La ternura es fundamental en esta película. No solo la que une a padre e hijo y a ambos con la madre desaparecida, o la que llena de delicadeza el tratamiento del adolescente. También la que tiene que ver con las criaturas. Lo trágico se hibrida con lo tierno sin que falten destellos de humor y sorpresas espectaculares desde su inicio. Si su propuesta argumental -¡qué gran idea de Pauline Mounier y qué gran guión escrito por ella y Thomas Cailley!- es intelectual y emocionalmente fascinante por su inteligencia y originalidad, su definición visual es igualmente fascinante por los mismos motivos de inteligencia y originalidad. Cuando todo parece visto y hecho en lo que a efectos especiales se refiere, el extraordinario diseño de producción de Julia Lemaire (a la que conocemos por sus grandes trabajos en La vida de Adèle o En un muelle de Normandía) y los igualmente extraordinarios efectos especiales utilizados por Cailley con discreción, dando preferencia al maquillaje sobre los recursos digitales y fundiéndolos con una perfección que dota de realidad física a las criaturas, nos trasladan a una dimensión más física por más humana. Esta es también una película de texturas en la que las diferencias establecidas por las mutaciones tienen tacto, desde la piel humana a las pieles animales. Y de una visualidad tan original como bella y poética.

En su centro está la relación entre el padre y el hijo adolescente, más intensa, dramática y compleja cuanto más avance un proceso de transformación, espléndidamente interpretados por unos Romain Duris y Paul Kircher que logran dar toda su tierna y dramática fuerza a la relación paterno-filial, a la desesperación del padre por proteger a su hijo adolescente y a la indefensión de este al vivir transformaciones que van mucho más allá de las propias de su edad: ¿cómo hacerse hombre en un mundo en el que estos están dejando de ser humanos mientras los humanos actúan sin humanidad?

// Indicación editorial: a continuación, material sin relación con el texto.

// SPDX-License-Identifier: PolyForm-Noncommercial-1.0.0
// Copyright (c) 2025 Sylvex. All rights reserved.

//! Serial port link over `tokio-serial`.
//!
//! # Example
//!
//! ```rust,ignore
//! use coilbus_rtu::client::{LinkOpener, SerialPortOpener};
//! use coilbus_rtu::types::Framing;
//!
//! let opener = SerialPortOpener::new()?;
//! let mut link = opener.open("/dev/ttyUSB0", 38400, Framing::default()).await?;
//! ```

use std::time::Duration;

use async_trait::async_trait;
use tokio::io::{AsyncReadExt, AsyncWriteExt};
use tokio::time::timeout;
use tokio_serial::{
    ClearBuffer, DataBits as SerialDataBits, Parity as SerialParity, SerialPort,
    SerialPortBuilderExt, SerialStream, StopBits as SerialStopBits,
};

use crate::error::{LinkError, OperationError, RtuError, RtuResult};
use crate::types::{DataBits, Framing, Parity, StopBits};

use super::transport::{BoxedLink, LinkOpener, SerialLink};

// =============================================================================
// Port enumeration
// =============================================================================

/// Lists the serial device paths currently present on this host.
pub fn list_serial_devices() -> RtuResult<Vec<String>> {
    let ports = tokio_serial::available_ports().map_err(|e| {
        RtuError::operation(OperationError::unavailable(
            "serial port enumeration",
            e.to_string(),
        ))
    })?;
    Ok(ports.into_iter().map(|p| p.port_name).collect())
}

// =============================================================================
// SerialPortLink
// =============================================================================

/// A serial port opened through `tokio-serial`.
pub struct SerialPortLink {
    stream: SerialStream,
    port: String,
    baud_rate: u32,
}

impl SerialPortLink {
    /// Converts DataBits to tokio-serial DataBits.
    fn convert_data_bits(bits: DataBits) -> SerialDataBits {
        match bits {
            DataBits::Seven => SerialDataBits::Seven,
            DataBits::Eight => SerialDataBits::Eight,
        }
    }

    /// Converts Parity to tokio-serial Parity.
    fn convert_parity(parity: Parity) -> SerialParity {
        match parity {
            Parity::None => SerialParity::None,
            Parity::Odd => SerialParity::Odd,
            Parity::Even => SerialParity::Even,
        }
    }

    /// Converts StopBits to tokio-serial StopBits.
    fn convert_stop_bits(bits: StopBits) -> SerialStopBits {
        match bits {
            StopBits::One => SerialStopBits::One,
            StopBits::Two => SerialStopBits::Two,
        }
    }

    /// Opens `port` at `baud_rate`.
    pub fn open(port: &str, baud_rate: u32, framing: Framing) -> RtuResult<Self> {
        let stream = tokio_serial::new(port, baud_rate)
            .data_bits(Self::convert_data_bits(framing.data_bits))
            .parity(Self::convert_parity(framing.parity))
            .stop_bits(Self::convert_stop_bits(framing.stop_bits))
            .open_native_async()
            .map_err(|e| RtuError::link(map_open_error(port, e)))?;

        tracing::debug!(port = %port, baud_rate, framing = %framing, "Serial port opened");

        Ok(Self {
            stream,
            port: port.to_string(),
            baud_rate,
        })
    }
}

fn map_open_error(port: &str, e: tokio_serial::Error) -> LinkError {
    match e.kind {
        tokio_serial::ErrorKind::NoDevice => LinkError::not_found(port),
        tokio_serial::ErrorKind::InvalidInput => LinkError::Configuration {
            port: port.to_string(),
            message: e.to_string(),
        },
        tokio_serial::ErrorKind::Io(io_kind) => match io_kind {
            std::io::ErrorKind::PermissionDenied => LinkError::access_denied(port),
            std::io::ErrorKind::NotFound => LinkError::not_found(port),
            _ => LinkError::unavailable(port, e.to_string()),
        },
        _ => LinkError::unavailable(port, e.to_string()),
    }
}

#[async_trait]
impl SerialLink for SerialPortLink {
    async fn write_frame(&mut self, frame: &[u8]) -> RtuResult<()> {
        self.stream
            .write_all(frame)
            .await
            .map_err(|e| LinkError::io(format!("write to {}", self.port), e))?;
        self.stream
            .flush()
            .await
            .map_err(|e| LinkError::io(format!("flush {}", self.port), e))?;
        Ok(())
    }

    async fn clear_input(&mut self) -> RtuResult<()> {
        self.stream.clear(ClearBuffer::Input).map_err(|e| {
            RtuError::link(LinkError::unavailable(&self.port, e.to_string()))
        })
    }

    async fn read_response(
        &mut self,
        budget: usize,
        first_byte_timeout: Duration,
        gap: Duration,
    ) -> RtuResult<Vec<u8>> {
        let mut buf = Vec::with_capacity(budget);
        let mut chunk = [0u8; 64];
        let mut wait = first_byte_timeout;

        while buf.len() < budget {
            let want = (budget - buf.len()).min(chunk.len());
            match timeout(wait, self.stream.read(&mut chunk[..want])).await {
                Ok(Ok(0)) => break,
                Ok(Ok(n)) => {
                    buf.extend_from_slice(&chunk[..n]);
                    wait = gap;
                }
                Ok(Err(e)) => {
                    return Err(LinkError::io(format!("read from {}", self.port), e).into())
                }
                Err(_) => break,
            }
        }

        Ok(buf)
    }

    fn port(&self) -> &str {
        &self.port
    }

    fn baud_rate(&self) -> u32 {
        self.baud_rate
    }
}

impl std::fmt::Debug for SerialPortLink {
    fn fmt(&self, f: &mut std::fmt::Formatter<'_>) -> std::fmt::Result {
        f.debug_struct("SerialPortLink")
            .field("port", &self.port)
            .field("baud_rate", &self.baud_rate)
            .finish()
    }
}

// =============================================================================
// SerialPortOpener
// =============================================================================

/// Opens real serial ports.
#[derive(Debug, Clone, Default)]
pub struct SerialPortOpener {
    _private: (),
}

impl SerialPortOpener {
    /// Creates an opener after checking that serial ports can be enumerated
    /// on this host.
    ///
    /// # Errors
    ///
    /// Returns `OperationError::Unavailable` when the platform offers no
    /// serial port support.
    pub fn new() -> RtuResult<Self> {
        list_serial_devices()?;
        Ok(Self { _private: () })
    }
}

#[async_trait]
impl LinkOpener for SerialPortOpener {
    async fn open(&self, port: &str, baud_rate: u32, framing: Framing) -> RtuResult<BoxedLink> {
        let link = SerialPortLink::open(port, baud_rate, framing)?;
        Ok(Box::new(link))
    }
}

// =============================================================================
// Tests
// =============================================================================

De Ovidio a Kafka las metamorfosis de los humanos en animales o plantas han servido para crear mitos que representan lo humano o relatos que denuncian su desaparición o degradación. Thomas Calley ha logrado dar nueva forma a este tema milenario en una película que recomiendo, y no solo a los aficionados a la fantasía, no se pierdan (si la rácana distribución lo permite). Porque entre las muchas hibridaciones que propone también está la que funde el cine comercial y espectacular, además de emocionante, atractivo para el gran público, con el cine creativo que busca y encuentra la más sugestiva profundidad temática y creatividad visual asumiendo riesgos de los que sale triunfante.